Gone GirlGone Girl by Gillian Flynn

2012. Crown. Hardcover. 419 pages.

I wasn’t originally planning on reading Gone Girl, thanks to a review that had compared it to Tana French’s In the Woods, a book that I disliked and abandoned more than halfway through. But my co-worker and I, pressured by the near-ubiquitous presence of Gone Girl, decided to read it in December, to find out what everyone was talking about. Unlike with French’s book, I finished Gone Girl. I brought it with me when I went to get new tires for my car, so that helped.

For those who don’t know, Gone Girl is the story of married couple Nick and Amy, and this story is told in alternating first-person narratives by each spouse. Nick’s narrative starts the day that Amy mysteriously disappears from their home in Missouri. Amy’s narrative takes the form of diary entries which start the day Amy first met Nick in New York City. Both Nick and Amy are unlikable people who are trying, for various reasons, to convince the reader that they are at least a better person than their spouse.

Flynn’s writing is similar to French’s in a way. Both have a writing style that is almost aggressively descriptive. In Flynn’s case, since I haven’t read her other books, this style may be attributed to the fact that both of her narrating characters consider themselves writers. An excerpt:

Mainly, I will admit, I smile because he’s gorgeous. Distractingly gorgeous, the kind of looks that make your eyes pinwheel, that make you just want to address the elephant – “You know you’re gorgeous, right?” – and move on with the conversation. I bet dudes hate him: He looks like the rich-boy villain in an ’80’s teen movie – the one who bullies the sensitive misfit, the one who will end up with a pie in the puss, the whipped cream wilting his upturned collar as everyone in the cafeteria cheers. [p. 13]

The writing is sharp and often great at capturing the less savory aspects of the human character; at the same time, the unrelenting pile-on of thick description sometimes made me say internally “Enough, already.”
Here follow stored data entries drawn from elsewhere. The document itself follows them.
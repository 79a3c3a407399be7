use gallery_kernel::ReferenceOpener;

/// Reference opener for headless hosts: logs each link and keeps it.
#[derive(Debug, Clone, Default)]
pub struct LinkLog {
    opened: Vec<String>,
}

impl LinkLog {
    pub fn new() -> Self {
        Self::default()
    }

    /// Links in the order they were opened.
    pub fn opened(&self) -> &[String] {
        &self.opened
    }

    pub fn last(&self) -> Option<&str> {
        self.opened.last().map(String::as_str)
    }
}

impl ReferenceOpener for LinkLog {
    fn open(&mut self, url: &str) {
        tracing::info!(url, "opening reference");
        self.opened.push(url.to_string());
    }
}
The story itself is twisty and both narrators are not reliable – not a spoiler, as it is clear early on that Nick is omitting key facts from his side of the story and Amy’s optimistic writing persona cannot mask an underlying disdain for other people. When news of Amy’s disappearance makes national headlines, Gone Girl turns its lens on that roller-coaster ride that is the media circus. Characters quickly realize that the media cares less about the real truth than about what looks like the truth – that is, the easy story.

While reading Gone Girl, I puzzled over its huge success. I found it a solid thriller, but wasn’t sure what made it rise to the top of the heap. But it’s all in the love-it-or-hate-it ending. What follows is a spoiler only if you don’t want to know whether it’s a happy or unhappy ending: basically, Flynn imagined the worst thing that could happen to one of her characters and then delivered it at the end. I appreciated what she did there, but was neither bowled over by it, or angry about it.
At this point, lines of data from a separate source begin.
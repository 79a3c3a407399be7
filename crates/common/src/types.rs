use glam::{Quat, Vec3};
use serde::{Deserialize, Serialize};

/// Identifier of an exhibit: its index in the scene's catalog order.
#[derive(Debug, Clone, Copy, PartialEq, Eq, Hash, PartialOrd, Ord, Serialize, Deserialize)]
pub struct ExhibitId(pub u32);

impl std::fmt::Display for ExhibitId {
    fn fmt(&self, f: &mut std::fmt::Formatter<'_>) -> std::fmt::Result {
        write!(f, "#{}", self.0)
    }
}

/// Spatial transform: position, rotation, scale.
#[derive(Debug, Clone, Copy, PartialEq, Serialize, Deserialize)]
pub struct Transform {
    pub position: Vec3,
    pub rotation: Quat,
    pub scale: Vec3,
}

impl Default for Transform {
    fn default() -> Self {
        Self {
            position: Vec3::ZERO,
            rotation: Quat::IDENTITY,
            scale: Vec3::ONE,
        }
    }
}

impl Transform {
    /// Translation only.
    pub fn from_position(position: Vec3) -> Self {
        Self {
            position,
            ..Self::default()
        }
    }

    /// Translation plus a rotation about the vertical axis.
    pub fn from_position_yaw(position: Vec3, yaw: f32) -> Self {
        Self {
            position,
            rotation: Quat::from_rotation_y(yaw),
            ..Self::default()
        }
    }

    /// Map a local-space point into world space (scale, then rotate, then translate).
    pub fn transform_point(&self, local: Vec3) -> Vec3 {
        self.position + self.rotation * (local * self.scale)
    }

    /// True if every component is finite.
    pub fn is_finite(&self) -> bool {
        self.position.is_finite() && self.rotation.is_finite() && self.scale.is_finite()
    }
}

/// Descriptive record attached to an exhibit and shown while the viewer is near it.
#[derive(Debug, Clone, PartialEq, Eq, Serialize, Deserialize)]
pub struct InfoRecord {
    pub title: String,
    #[serde(alias = "artist")]
    pub creator: String,
    pub description: String,
    #[serde(alias = "year")]
    pub period: String,
    /// Reference opened when the exhibit is clicked.
    pub link: String,
}

#[cfg(test)]
mod tests {
    use super::*;

    #[test]
    fn transform_default_is_identity() {
        let t = Transform::default();
        assert_eq!(t.position, Vec3::ZERO);
        assert_eq!(t.rotation, Quat::IDENTITY);
        assert_eq!(t.scale, Vec3::ONE);
    }

    #[test]
    fn transform_point_applies_scale_rotation_translation() {
        let t = Transform {
            position: Vec3::new(10.0, 0.0, 0.0),
            rotation: Quat::from_rotation_y(std::f32::consts::FRAC_PI_2),
            scale: Vec3::splat(2.0),
        };
        // +X scaled to 2, rotated a quarter turn about Y lands on -Z.
        let p = t.transform_point(Vec3::X);
        assert!((p - Vec3::new(10.0, 0.0, -2.0)).length() < 1e-5);
    }

    #[test]
    fn non_finite_transform_is_detected() {
        let t = Transform::from_position(Vec3::new(f32::NAN, 0.0, 0.0));
        assert!(!t.is_finite());
        assert!(Transform::default().is_finite());
    }

    #[test]
    fn exhibit_id_display() {
        assert_eq!(ExhibitId(3).to_string(), "#3");
    }
}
I’m glad I read it because it’s a bestseller and lots of people have been talking about it and now I have an opinion on it, ready to trot out in hypothetical future discussions. And it was an interesting book, and it certainly passed my time at the car dealership. I can see why people really enjoyed it. I will probably go see the movie – I think Rosamunde Pike will make a great Amy but I’m afraid the filmmakers will try to make Nick a better person because Ben Affleck is playing him. Neil Patrick Harris as Desi Collings should be fantastic.

Hyperbole and a Half

Hyperbole and a Half: unfortunate situations, flawed coping mechanisms, mayhem, and other things that happened by Allie Brosh

2013. Simon & Schuster. Paperback. 369 pages.
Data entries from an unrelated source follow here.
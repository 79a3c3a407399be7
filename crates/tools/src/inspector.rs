use gallery_common::ExhibitId;
use gallery_kernel::{Gallery, Scene};
use glam::Vec3;

/// Gallery inspector for developer tooling.
///
/// Read-only queries against a session for debugging and CLI output.
pub struct GalleryInspector;

impl GalleryInspector {
    pub fn summary(gallery: &Gallery) -> GallerySummary {
        let vp = gallery.viewpoint();
        GallerySummary {
            tick: gallery.tick(),
            position: vp.position,
            yaw_degrees: vp.yaw.to_degrees(),
            pitch_degrees: vp.pitch.to_degrees(),
            disclosed: gallery.disclosed().map(|e| (e.id, e.info.title.clone())),
            obstacle_count: gallery.scene().obstacles().len(),
            exhibit_count: gallery.scene().exhibits().len(),
            pending_events: gallery.events().len(),
            state_hash: gallery.state_hash(),
        }
    }

    /// Placement and distance of one exhibit relative to the viewer.
    pub fn inspect_exhibit(gallery: &Gallery, id: ExhibitId) -> Option<ExhibitInfo> {
        let exhibit = gallery.scene().exhibit(id)?;
        let distance = gallery.viewpoint().position.distance(exhibit.position());
        Some(ExhibitInfo {
            id,
            title: exhibit.info.title.clone(),
            link: exhibit.info.link.clone(),
            position: exhibit.position(),
            normal: exhibit.normal(),
            width: exhibit.width,
            height: exhibit.height,
            distance,
            in_range: distance < gallery.config().disclosure_radius,
        })
    }

    pub fn list_exhibits(gallery: &Gallery) -> Vec<ExhibitId> {
        gallery.scene().exhibits().iter().map(|e| e.id).collect()
    }

    /// Pairs of exhibits whose disclosure spheres overlap. Inside such an
    /// overlap the disclosure policy decides which record is shown.
    pub fn disclosure_overlaps(scene: &Scene, radius: f32) -> Vec<(ExhibitId, ExhibitId)> {
        let exhibits = scene.exhibits();
        let mut pairs = Vec::new();
        for (i, a) in exhibits.iter().enumerate() {
            for b in &exhibits[i + 1..] {
                if a.position().distance(b.position()) < 2.0 * radius {
                    pairs.push((a.id, b.id));
                }
            }
        }
        pairs
    }
}

/// Summary of session state for the inspector.
#[derive(Debug, Clone)]
pub struct GallerySummary {
    pub tick: u64,
    pub position: Vec3,
    pub yaw_degrees: f32,
    pub pitch_degrees: f32,
    pub disclosed: Option<(ExhibitId, String)>,
    pub obstacle_count: usize,
    pub exhibit_count: usize,
    pub pending_events: usize,
    pub state_hash: u64,
}

impl std::fmt::Display for GallerySummary {
    fn fmt(&self, f: &mut std::fmt::Formatter<'_>) -> std::fmt::Result {
        write!(
            f,
            "Gallery: tick={} pos=({:.2}, {:.2}, {:.2}) yaw={:.1} pitch={:.1} obstacles={} exhibits={} pending_events={} hash={:016x}",
            self.tick,
            self.position.x,
            self.position.y,
            self.position.z,
            self.yaw_degrees,
            self.pitch_degrees,
            self.obstacle_count,
            self.exhibit_count,
            self.pending_events,
            self.state_hash,
        )?;
        match &self.disclosed {
            Some((id, title)) => write!(f, " disclosed={id} \"{title}\""),
            None => write!(f, " disclosed=none"),
        }
    }
}

/// Detailed info about a single exhibit.
#[derive(Debug, Clone)]
pub struct ExhibitInfo {
    pub id: ExhibitId,
    pub title: String,
    pub link: String,
    pub position: Vec3,
    pub normal: Vec3,
    pub width: f32,
    pub height: f32,
    pub distance: f32,
    pub in_range: bool,
}

impl std::fmt::Display for ExhibitInfo {
    fn fmt(&self, f: &mut std::fmt::Formatter<'_>) -> std::fmt::Result {
        write!(
            f,
            "Exhibit {} \"{}\" pos=({:.2}, {:.2}, {:.2}) facing=({:.2}, {:.2}, {:.2}) size={}x{} distance={:.2}{} link={}",
            self.id,
            self.title,
            self.position.x,
            self.position.y,
            self.position.z,
            self.normal.x,
            self.normal.y,
            self.normal.z,
            self.width,
            self.height,
            self.distance,
            if self.in_range { " (in range)" } else { "" },
            self.link,
        )
    }
}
Like many people, I’m a fan of Allie Brosh’s blog Hyperbole and a Half. I think “This is Why I’ll Never Be an Adult” was the first post I read of hers, and I promptly read all of her archive and then subscribed for more. My roommate and I printed out the following illustration and hung it on our refrigerator, and every time we had to make a grocery store run, we would exclaim “Grocery Shopping!”

Grocery Shopping

Other sayings from Hyperbole & a Half have made it into my repertoire: “Cats have sharp parts“,  “No . . . I wanted the opposite of this” and for a brief time, “The sun. It is making much warmness today.” Some of my favorite posts are most people’s favorites like Dogs Don’t Understand Basic Concepts like Moving but I’m also really fond of the lesser praised Wolves.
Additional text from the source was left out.